INPUT RECORDS =
Content starts
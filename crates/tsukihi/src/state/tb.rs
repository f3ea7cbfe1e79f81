//! TB state: disease, strain, trackers, diagnostics, treatment, proph.

use serde::{Deserialize, Serialize};

use crate::types::{TbCareState, TbDiagResult, TbState, TbStrain, TbTracker};

/// A diagnostic result awaiting pickup.
#[derive(Debug, Clone, Copy, PartialEq, Serialize, Deserialize)]
pub struct PendingTbResult {
    pub test: usize,
    pub slot: usize,
    pub month_due: u32,
    pub result: TbDiagResult,
    pub will_pickup: bool,
    /// A skipped pickup resets the chain for this test definition.
    pub reset_chain_on_no_pickup: bool,
}

/// A drug-susceptibility result awaiting pickup.
#[derive(Debug, Clone, Copy, PartialEq, Serialize, Deserialize)]
pub struct PendingDstResult {
    pub month_due: u32,
    pub strain: TbStrain,
}

/// TB state group.
#[derive(Debug, Clone, Serialize, Deserialize)]
pub struct TbPatientState {
    pub state: TbState,
    pub strain: TbStrain,
    pub observed_strain: Option<TbStrain>,
    /// Most recent observed strain before the current one.
    pub observed_strain_history: Option<TbStrain>,
    pub trackers: [bool; TbTracker::COUNT],
    pub care_state: TbCareState,

    pub month_of_state_change: Option<u32>,
    pub month_of_infection: Option<u32>,
    pub self_cured: bool,
    /// Any true TB history, including before model entry.
    pub ever_had_tb: bool,

    /// Diagnostic chain position: current slot and the next slot.
    pub chain_slot: Option<usize>,
    pub next_chain_slot: Option<usize>,
    /// Interval-testing eligibility, rolled once.
    pub interval_testing_eligible: bool,
    /// Month the last chain concluded; no new chain starts that month.
    pub month_of_chain_end: Option<u32>,
    pub pending_result: Option<PendingTbResult>,
    pub pending_dst: Option<PendingDstResult>,
    pub month_of_positive_diagnosis: Option<u32>,
    /// Treatment-or-empiric history at the time the chain started.
    pub treated_at_chain_start: bool,

    /// Prophylaxis.
    pub on_proph: bool,
    pub ever_proph: bool,
    pub scheduled_proph: Option<(usize, u32)>,
    pub proph_line: usize,
    pub month_of_proph_start: Option<u32>,
    pub month_of_proph_stop: Option<u32>,
    pub proph_starts_by_line: Vec<u32>,
    pub next_proph_line: Option<usize>,
    pub proph_major_toxicity: bool,
    pub proph_eligible: bool,

    /// Treatment.
    pub on_treatment: bool,
    pub on_empiric_treatment: bool,
    pub treatment_line: usize,
    pub month_of_treatment_start: Option<u32>,
    /// Months already served before an interruption.
    pub previous_treatment_months: u32,
    /// The current course is destined to succeed.
    pub treatment_will_succeed: bool,
    pub repeats_of_current_line: u32,
    pub next_treatment_line: Option<usize>,
    pub ever_completed_treatment: bool,
    pub ever_on_treatment: bool,
    pub month_of_treatment_stop: Option<u32>,
    pub month_of_initial_treatment_stop: Option<u32>,
    pub had_treatment_major_tox: bool,

    /// TB LTFU.
    pub month_of_tb_ltfu: Option<u32>,
    pub will_default_on_ltfu: bool,
    pub incomplete_treatment_line: Option<usize>,

    /// Unfavorable-outcome flags: (died, failed, defaulted, relapsed).
    pub unfavorable: [bool; 4],
}

impl TbPatientState {
    pub fn new(proph_line_count: usize) -> Self {
        Self {
            state: TbState::Uninfected,
            strain: TbStrain::Ds,
            observed_strain: None,
            observed_strain_history: None,
            trackers: [false; TbTracker::COUNT],
            care_state: TbCareState::Unlinked,
            month_of_state_change: None,
            month_of_infection: None,
            self_cured: false,
            ever_had_tb: false,
            chain_slot: None,
            next_chain_slot: Some(0),
            interval_testing_eligible: false,
            month_of_chain_end: None,
            pending_result: None,
            pending_dst: None,
            month_of_positive_diagnosis: None,
            treated_at_chain_start: false,
            on_proph: false,
            ever_proph: false,
            scheduled_proph: None,
            proph_line: 0,
            month_of_proph_start: None,
            month_of_proph_stop: None,
            proph_starts_by_line: vec![0; proph_line_count],
            next_proph_line: None,
            proph_major_toxicity: false,
            proph_eligible: true,
            on_treatment: false,
            on_empiric_treatment: false,
            treatment_line: 0,
            month_of_treatment_start: None,
            previous_treatment_months: 0,
            treatment_will_succeed: false,
            repeats_of_current_line: 0,
            next_treatment_line: None,
            ever_completed_treatment: false,
            ever_on_treatment: false,
            month_of_treatment_stop: None,
            month_of_initial_treatment_stop: None,
            had_treatment_major_tox: false,
            month_of_tb_ltfu: None,
            will_default_on_ltfu: false,
            incomplete_treatment_line: None,
            unfavorable: [false; 4],
        }
    }

    pub fn tracker(&self, t: TbTracker) -> bool {
        self.trackers[t.index()]
    }

    pub fn set_tracker(&mut self, t: TbTracker, value: bool) {
        self.trackers[t.index()] = value;
    }

    /// Months on the current (possibly empiric) treatment, counting any
    /// previously served months.
    pub fn months_on_treatment(&self, month: u32) -> u32 {
        match self.month_of_treatment_start {
            Some(start) if self.on_treatment || self.on_empiric_treatment => {
                month.saturating_sub(start) + self.previous_treatment_months
            }
            _ => 0,
        }
    }

    /// Months since the last treatment stop, if any.
    pub fn months_since_treatment_stop(&self, month: u32) -> Option<u32> {
        self.month_of_treatment_stop.map(|m| month.saturating_sub(m))
    }
}

#[cfg(test)]
mod tests {
    use super::*;

    #[test]
    fn test_new_state() {
        let tb = TbPatientState::new(2);
        assert_eq!(tb.state, TbState::Uninfected);
        assert_eq!(tb.care_state, TbCareState::Unlinked);
        assert_eq!(tb.proph_starts_by_line.len(), 2);
    }

    #[test]
    fn test_trackers() {
        let mut tb = TbPatientState::new(0);
        assert!(!tb.tracker(TbTracker::Symptoms));
        tb.set_tracker(TbTracker::Symptoms, true);
        assert!(tb.tracker(TbTracker::Symptoms));
    }

    #[test]
    fn test_months_on_treatment_counts_prior_service() {
        let mut tb = TbPatientState::new(0);
        tb.on_treatment = true;
        tb.month_of_treatment_start = Some(10);
        tb.previous_treatment_months = 3;
        assert_eq!(tb.months_on_treatment(14), 7);
    }
}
Content ends
TASK STATEMENT = Begin at the first line of the material above. Transcribe each line exactly, ending with the line that contains "the chain started.".

EXERCISE RESPONSE =
filename crates/tsukihi/src/state/tb.rs
repository f3ea7cbfe1e79f81
//! TB state: disease, strain, trackers, diagnostics, treatment, proph.

use serde::{Deserialize, Serialize};

use crate::types::{TbCareState, TbDiagResult, TbState, TbStrain, TbTracker};

/// A diagnostic result awaiting pickup.
#[derive(Debug, Clone, Copy, PartialEq, Serialize, Deserialize)]
pub struct PendingTbResult {
    pub test: usize,
    pub slot: usize,
    pub month_due: u32,
    pub result: TbDiagResult,
    pub will_pickup: bool,
    /// A skipped pickup resets the chain for this test definition.
    pub reset_chain_on_no_pickup: bool,
}

/// A drug-susceptibility result awaiting pickup.
#[derive(Debug, Clone, Copy, PartialEq, Serialize, Deserialize)]
pub struct PendingDstResult {
    pub month_due: u32,
    pub strain: TbStrain,
}

/// TB state group.
#[derive(Debug, Clone, Serialize, Deserialize)]
pub struct TbPatientState {
    pub state: TbState,
    pub strain: TbStrain,
    pub observed_strain: Option<TbStrain>,
    /// Most recent observed strain before the current one.
    pub observed_strain_history: Option<TbStrain>,
    pub trackers: [bool; TbTracker::COUNT],
    pub care_state: TbCareState,

    pub month_of_state_change: Option<u32>,
    pub month_of_infection: Option<u32>,
    pub self_cured: bool,
    /// Any true TB history, including before model entry.
    pub ever_had_tb: bool,

    /// Diagnostic chain position: current slot and the next slot.
    pub chain_slot: Option<usize>,
    pub next_chain_slot: Option<usize>,
    /// Interval-testing eligibility, rolled once.
    pub interval_testing_eligible: bool,
    /// Month the last chain concluded; no new chain starts that month.
    pub month_of_chain_end: Option<u32>,
    pub pending_result: Option<PendingTbResult>,
    pub pending_dst: Option<PendingDstResult>,
    pub month_of_positive_diagnosis: Option<u32>,
    /// Treatment-or-empiric history at the time the chain started.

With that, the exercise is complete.